AWS has recently introduced the P3 instances. They come with Tesla V100 GPUs, so I decided to run a little benchmark to see how well they perform compared to my workstation when training neural networks. I installed the most recent versions of CUDA/cuDNN (9.0/7.0) and TensorFlow (1.4.0), and run two non-trivial benchmarks that test both the GPU and the CPU.

Building the Software

Building TensorFlow from source is relatively straightforward, except that you need to install bazel. And gosh, never have I ever managed to build that stuff without issues. This time was not an exception. I wrote an article about that in the past, so I won't go into much detail here. I will just say that you will need Protocol Buffers version 3.4.0, grpc-java version 1.6.1, and bazel version 0.7.0. You will then need to apply this patch that I have taken from here and resolved the merge conflicts. Then, you will need to apply this one on top. The rest should go smooth.

Testing Setup

I used my workstation, and two AWS GPU Compute instances. Their exact parameters are in the table below. Since my workstation has an SSD, I used RAM disks on AWS to make the tests more comparable.

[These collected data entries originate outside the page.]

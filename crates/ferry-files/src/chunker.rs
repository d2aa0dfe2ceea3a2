//! Sequential file chunking.
//!
//! Source files are never read whole: the protect pipeline pulls one chunk
//! at a time and pushes it through every active stage before reading the
//! next.

use std::fs::File;
use std::io::{self, BufReader, Read};
use std::path::Path;

/// Chunker reading fixed-size chunks until end of input.
pub struct FileChunker<R = File> {
    reader: BufReader<R>,
    chunk_size: usize,
}

impl FileChunker<File> {
    /// Open a file for chunking.
    ///
    /// # Errors
    ///
    /// Returns an error if the file cannot be opened or if `chunk_size` is
    /// zero.
    pub fn open<P: AsRef<Path>>(path: P, chunk_size: usize) -> io::Result<Self> {
        Self::from_reader(File::open(path)?, chunk_size)
    }
}

impl<R: Read> FileChunker<R> {
    /// Chunk an arbitrary reader.
    ///
    /// # Errors
    ///
    /// `InvalidInput` if `chunk_size` is zero.
    pub fn from_reader(reader: R, chunk_size: usize) -> io::Result<Self> {
        if chunk_size == 0 {
            return Err(io::Error::new(
                io::ErrorKind::InvalidInput,
                "chunk size must be non-zero",
            ));
        }
        Ok(Self {
            reader: BufReader::with_capacity(chunk_size, reader),
            chunk_size,
        })
    }

    /// Get chunk size
    #[must_use]
    pub fn chunk_size(&self) -> usize {
        self.chunk_size
    }

    /// Read the next chunk into `buffer`, replacing its contents.
    ///
    /// Returns the number of bytes read; zero means end of input. Only the
    /// final chunk may be shorter than the chunk size.
    ///
    /// # Errors
    ///
    /// Returns an error if reading from the source fails.
    pub fn read_chunk_into(&mut self, buffer: &mut Vec<u8>) -> io::Result<usize> {
        buffer.clear();
        (&mut self.reader)
            .take(self.chunk_size as u64)
            .read_to_end(buffer)
    }
}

Name Description CPU GPU CUDA Compute Data Source
ti My workstation i7-6600U GeForce GTX 1080 Ti 6.1 SSD
p2 AWS p2.xlarge E5-2686 Tesla K80 3.7 RAM disk
p3 AWS p3.2xlarge E5-2686 Tesla V100 7.0 RAM disk

The tests are object detection and semantic segmentation, both coming in a smaller and a larger flavor. The former one processes all the input data in parallel to the GPU thread, whereas the latter does the processing serially in the main thread. On both, the p3 and ti machines, the CPU utilization was at 100% when running the semantic segmentation test. It means that the CPU is a bottleneck here.

Results

Normalized Performance
Normalized Performance

Machine VGG300 VGG512 KITTI Cityscapes
ti 11:38 28:09 00:16 09:22
p2 46:39 1:49:05 00:50 20:31
p3 08:15 20:10 did not work 13:01

The results in the image above are normalized, with 1 being the score for the ti setup. The table contains the exact execution times of training over one epoch. The V100 is around 30% faster than the 1080 Ti. The 1080 Ti, in turn, is about four times faster than the K80. Also, a Core i7 seems to be more performant than the Xeon Amazon uses in their instances. The KITTI test did not work on the V100 - it has hit a strange CUDA bug.